Records from a collection:
+++
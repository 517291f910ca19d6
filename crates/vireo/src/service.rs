//! The service facade.
//!
//! These are the in-process equivalents of the platform's control and
//! application surfaces. The RPC glue (out of scope here) maps
//! [`ResolverError`] onto its integer contract via [`error_code`].

use crate::events::{EventListener, EventReporter, QueryEvent};
use crate::log::{self, LogSeverity};
use bytes::Bytes;
use std::net::{IpAddr, SocketAddr};
use std::str::FromStr;
use std::sync::Arc;
use std::time::Instant;
use tracing::{debug, info};
use vireo_proto::{Name, Question, ResponseCode, DNS_PORT, DOT_PORT};
use vireo_resolver::{
    AddressFamily, Nat64Prefix, NetworkConfig, PrivateDnsStatus, QueryFlags, Resolver,
    ResolverError, ResolverParams, Result, ValidationObserver,
};

/// High bit of a netid: bypass private DNS and use the network's
/// cleartext servers directly.
pub const NETID_USE_LOCAL_NAMESERVERS: u32 = 0x8000_0000;

/// Integers per server record in [`ResolverInfo::stats`]:
/// successes, errors, timeouts, internal errors, average RTT in ms
/// (-1 when no success has been recorded).
pub const STATS_RECORD_LEN: usize = 5;

/// One `set_resolver_configuration` call.
///
/// Server literals are bare IPs (default ports: 53 cleartext, 853
/// TLS) or explicit `ip:port` pairs. `ca_certificate` carries a PEM
/// trust anchor for private-CA deployments and tests.
#[derive(Debug, Clone, Default)]
pub struct SetConfigurationRequest {
    /// Target network.
    pub netid: u32,
    /// Routing mark for this network's sockets.
    pub mark: u32,
    /// Cleartext servers.
    pub servers: Vec<String>,
    /// Search domains.
    pub domains: Vec<String>,
    /// Tunables: `[sample_validity_s, success_threshold, min_samples,
    /// max_samples, base_timeout_ms, retry_count]`; zero in the last
    /// two slots selects defaults.
    pub params: Vec<u32>,
    /// Private DNS hostname; non-empty selects strict mode.
    pub tls_name: String,
    /// Encrypted servers.
    pub tls_servers: Vec<String>,
    /// Additional CA bundle (PEM).
    pub ca_certificate: String,
}

/// Snapshot returned by `get_resolver_info`.
#[derive(Debug, Clone)]
pub struct ResolverInfo {
    /// Configured cleartext servers.
    pub servers: Vec<String>,
    /// Configured search domains.
    pub domains: Vec<String>,
    /// Configured encrypted servers.
    pub tls_servers: Vec<String>,
    /// Effective tunables.
    pub params: ResolverParams,
    /// Flat per-server statistics, [`STATS_RECORD_LEN`] ints each.
    pub stats: Vec<i64>,
    /// Lookups that gave up waiting on a pending cache entry.
    pub pending_request_timeouts: u32,
}

/// The resolver service.
pub struct ResolverService {
    resolver: Arc<Resolver>,
    events: EventReporter,
}

impl Default for ResolverService {
    fn default() -> Self {
        Self::new()
    }
}

impl ResolverService {
    /// Creates the service. Installs the process-default TLS crypto
    /// provider on first use.
    pub fn new() -> Self {
        let _ = rustls::crypto::ring::default_provider().install_default();
        Self {
            resolver: Arc::new(Resolver::new()),
            events: EventReporter::default(),
        }
    }

    /// Access to the underlying resolver (tests, platform glue).
    pub fn resolver(&self) -> &Arc<Resolver> {
        &self.resolver
    }

    // =====================================================================
    // Control surface
    // =====================================================================

    /// Registers a network. Fails with `AlreadyExists` on a duplicate
    /// netid.
    pub fn create_network_cache(&self, netid: u32) -> Result<()> {
        self.resolver.registry().create(netid & !NETID_USE_LOCAL_NAMESERVERS)
    }

    /// Destroys a network: drops its cache and stats and aborts its
    /// validations (their workers still report `Fail`). Idempotent.
    pub fn destroy_network_cache(&self, netid: u32) -> Result<()> {
        let netid = netid & !NETID_USE_LOCAL_NAMESERVERS;
        self.resolver.registry().destroy(netid);
        self.resolver.private_dns().clear(netid);
        Ok(())
    }

    /// Applies a resolver configuration. Every literal is validated
    /// before any state changes; one bad literal rejects the call.
    pub fn set_resolver_configuration(&self, request: &SetConfigurationRequest) -> Result<()> {
        let netid = request.netid & !NETID_USE_LOCAL_NAMESERVERS;

        let servers = parse_addr_list(&request.servers, DNS_PORT)?;
        let tls_servers = parse_addr_list(&request.tls_servers, DOT_PORT)?;

        let network = self.resolver.registry().get(netid)?;
        network.set_config(NetworkConfig {
            servers,
            search_domains: request.domains.clone(),
            params: ResolverParams::from_wire(&request.params),
            mark: request.mark,
        })?;

        let hostname = (!request.tls_name.is_empty()).then_some(request.tls_name.as_str());
        let ca_pem = (!request.ca_certificate.is_empty()).then_some(request.ca_certificate.as_str());
        self.resolver
            .private_dns()
            .set(netid, request.mark, &tls_servers, hostname, ca_pem)?;

        info!(netid, servers = request.servers.len(), tls = request.tls_servers.len(),
              "resolver configuration applied");
        Ok(())
    }

    /// Snapshot of one network's configuration and statistics.
    pub fn get_resolver_info(&self, netid: u32) -> Result<ResolverInfo> {
        let netid = netid & !NETID_USE_LOCAL_NAMESERVERS;
        let network = self.resolver.registry().get(netid)?;
        let (_, config) = network.snapshot();

        let stats = network
            .stats_snapshot()
            .into_iter()
            .flat_map(|agg| {
                [
                    i64::from(agg.successes),
                    i64::from(agg.errors),
                    i64::from(agg.timeouts),
                    i64::from(agg.internal_errors),
                    agg.rtt_avg.map(|rtt| rtt.as_millis() as i64).unwrap_or(-1),
                ]
            })
            .collect();

        let status = self.resolver.private_dns().status(netid);
        Ok(ResolverInfo {
            servers: config.servers.iter().map(|s| s.to_string()).collect(),
            domains: config.search_domains.clone(),
            tls_servers: status
                .servers
                .iter()
                .map(|(identity, _)| identity.to_string())
                .collect(),
            params: config.params.clone(),
            stats,
            pending_request_timeouts: network.cache().pending_timeout_count(),
        })
    }

    /// Private DNS status for a network.
    pub fn get_private_dns_status(&self, netid: u32) -> PrivateDnsStatus {
        self.resolver
            .private_dns()
            .status(netid & !NETID_USE_LOCAL_NAMESERVERS)
    }

    /// Installs the validation observer.
    pub fn set_private_dns_observer(&self, observer: Arc<dyn ValidationObserver>) {
        self.resolver.private_dns().set_observer(observer);
    }

    /// Starts NAT64 prefix discovery on a network.
    pub fn start_prefix64_discovery(&self, netid: u32) -> Result<()> {
        Arc::clone(&self.resolver).start_prefix64_discovery(netid & !NETID_USE_LOCAL_NAMESERVERS)
    }

    /// Stops discovery and clears the prefix.
    pub fn stop_prefix64_discovery(&self, netid: u32) -> Result<()> {
        self.resolver
            .stop_prefix64_discovery(netid & !NETID_USE_LOCAL_NAMESERVERS)
    }

    /// Currently discovered prefix, if any.
    pub fn get_prefix64(&self, netid: u32) -> Result<Option<Nat64Prefix>> {
        self.resolver.prefix64(netid & !NETID_USE_LOCAL_NAMESERVERS)
    }

    /// Adjusts the process log severity.
    pub fn set_log_severity(&self, level: &str) -> Result<()> {
        let severity = LogSeverity::from_str(level)
            .map_err(|()| ResolverError::InvalidArgument(format!("unknown severity {level:?}")))?;
        log::set_severity(severity);
        debug!(?severity, "log severity updated");
        Ok(())
    }

    /// Registers a query-event listener. `None` is rejected; the same
    /// listener instance can be registered once.
    pub fn register_event_listener(
        &self,
        listener: Option<Arc<dyn EventListener>>,
    ) -> Result<()> {
        self.events.register(listener)
    }

    // =====================================================================
    // Application surface
    // =====================================================================

    /// Resolves a hostname to addresses.
    pub async fn lookup_host(
        &self,
        netid: u32,
        name: &str,
        family: AddressFamily,
        flags: QueryFlags,
    ) -> Result<Vec<IpAddr>> {
        let (netid, flags) = self.effective(netid, flags);
        let started = Instant::now();
        let result = self.resolver.lookup_host(netid, name, family, flags).await;
        self.report(netid, name, 0, result_code(&result), started);
        result
    }

    /// Reverse-resolves an address, applying NAT64 unmapping.
    pub async fn lookup_addr(
        &self,
        netid: u32,
        addr: IpAddr,
        flags: QueryFlags,
    ) -> Result<(String, IpAddr)> {
        let (netid, flags) = self.effective(netid, flags);
        self.resolver.lookup_addr(netid, addr, flags).await
    }

    /// Resolves one raw question and returns `(rcode, wire bytes)`.
    /// An answer larger than `answer_limit` is discarded and reported
    /// as a limit error; the caller re-queries with a bigger buffer.
    pub async fn query_raw(
        &self,
        netid: u32,
        name: &str,
        qclass: u16,
        qtype: u16,
        flags: QueryFlags,
        answer_limit: usize,
    ) -> Result<(ResponseCode, Bytes)> {
        let (netid, flags) = self.effective(netid, flags);
        let qname = Name::from_str(name)
            .map_err(|e| ResolverError::InvalidArgument(e.to_string()))?;
        let question = Question::from_raw(qname, qtype, qclass);

        let started = Instant::now();
        let result = self.resolver.resolve(netid, question, flags).await;
        self.report(netid, name, qtype, raw_code(&result), started);

        let message = result?;
        let wire = message.to_wire();
        if wire.len() > answer_limit {
            return Err(ResolverError::Limit {
                size: wire.len(),
                limit: answer_limit,
            });
        }
        Ok((message.rcode(), wire))
    }

    fn effective(&self, netid: u32, mut flags: QueryFlags) -> (u32, QueryFlags) {
        if netid & NETID_USE_LOCAL_NAMESERVERS != 0 {
            flags |= QueryFlags::BYPASS_PRIVATE_DNS;
        }
        (netid & !NETID_USE_LOCAL_NAMESERVERS, flags)
    }

    fn report(&self, netid: u32, name: &str, qtype: u16, rcode: i32, started: Instant) {
        if self.events.is_empty() {
            return;
        }
        self.events.emit(&QueryEvent {
            netid,
            name: name.to_string(),
            qtype,
            rcode,
            latency: started.elapsed(),
        });
    }
}

fn result_code<T>(result: &Result<T>) -> i32 {
    match result {
        Ok(_) => 0,
        Err(e) => error_code(e),
    }
}

fn raw_code(result: &Result<vireo_proto::Message>) -> i32 {
    match result {
        Ok(message) => i32::from(message.rcode().to_u8()),
        Err(e) => error_code(e),
    }
}

/// Maps resolver errors onto the wire contract's negative errno
/// values.
pub fn error_code(error: &ResolverError) -> i32 {
    match error {
        ResolverError::InvalidArgument(_) => -22, // EINVAL
        ResolverError::AlreadyExists(_) => -17,   // EEXIST
        ResolverError::NoSuchNetwork(_) => -64,   // ENONET
        ResolverError::Timeout => -110,           // ETIMEDOUT
        ResolverError::Network => -5,             // EIO
        ResolverError::Limit { .. } => -90,       // EMSGSIZE
        ResolverError::NoData => -2,              // ENOENT
        ResolverError::HostNotFound => -2,        // ENOENT
        ResolverError::Internal => -12,           // ENOMEM
    }
}

fn parse_addr_list(literals: &[String], default_port: u16) -> Result<Vec<SocketAddr>> {
    literals
        .iter()
        .map(|literal| parse_addr(literal, default_port))
        .collect()
}

fn parse_addr(literal: &str, default_port: u16) -> Result<SocketAddr> {
    if let Ok(addr) = SocketAddr::from_str(literal) {
        return Ok(addr);
    }
    IpAddr::from_str(literal)
        .map(|ip| SocketAddr::new(ip, default_port))
        .map_err(|_| ResolverError::InvalidArgument(format!("bad address literal {literal:?}")))
}

#[cfg(test)]
mod tests {
    use super::*;

    #[test]
    fn address_literal_parsing() {
        assert_eq!(
            parse_addr("127.0.0.4", 53).unwrap(),
            "127.0.0.4:53".parse().unwrap()
        );
        assert_eq!(
            parse_addr("127.0.0.4:5353", 53).unwrap(),
            "127.0.0.4:5353".parse().unwrap()
        );
        assert_eq!(
            parse_addr("::1", 853).unwrap(),
            "[::1]:853".parse().unwrap()
        );
        assert!(parse_addr("invalid_addr", 53).is_err());
    }

    #[test]
    fn create_and_destroy() {
        let service = ResolverService::new();
        assert!(service.create_network_cache(30).is_ok());
        assert_eq!(
            service.create_network_cache(30),
            Err(ResolverError::AlreadyExists(30))
        );
        assert!(service.destroy_network_cache(30).is_ok());
        assert!(service.destroy_network_cache(30).is_ok());
    }

    #[test]
    fn bad_literal_rejects_whole_call_without_mutation() {
        let service = ResolverService::new();
        service.create_network_cache(30).unwrap();

        let request = SetConfigurationRequest {
            netid: 30,
            servers: vec!["127.0.0.4".into(), "invalid_addr".into()],
            ..SetConfigurationRequest::default()
        };
        assert!(matches!(
            service.set_resolver_configuration(&request),
            Err(ResolverError::InvalidArgument(_))
        ));

        let info = service.get_resolver_info(30).unwrap();
        assert!(info.servers.is_empty());
    }

    #[test]
    fn netid_flag_masked() {
        let service = ResolverService::new();
        service
            .create_network_cache(30 | NETID_USE_LOCAL_NAMESERVERS)
            .unwrap();
        assert!(service.get_resolver_info(30).is_ok());
    }

    #[test]
    fn unknown_severity_rejected() {
        let service = ResolverService::new();
        assert!(service.set_log_severity("WARNING").is_ok());
        assert!(matches!(
            service.set_log_severity("LOUD"),
            Err(ResolverError::InvalidArgument(_))
        ));
    }

    #[test]
    fn error_code_contract() {
        assert_eq!(error_code(&ResolverError::InvalidArgument("x".into())), -22);
        assert_eq!(error_code(&ResolverError::AlreadyExists(1)), -17);
    }
}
+++
### INSTRUCTIONS FOR THE TASK
Quote the records above from their first line through the line containing "use bytes::Bytes;", both ends included.

### RESPONSE FOR THIS EXERCISE
repository 517291f910ca19d6
filename crates/vireo/src/service.rs
//! The service facade.
//!
//! These are the in-process equivalents of the platform's control and
//! application surfaces. The RPC glue (out of scope here) maps
//! [`ResolverError`] onto its integer contract via [`error_code`].

use crate::events::{EventListener, EventReporter, QueryEvent};
use crate::log::{self, LogSeverity};
use bytes::Bytes;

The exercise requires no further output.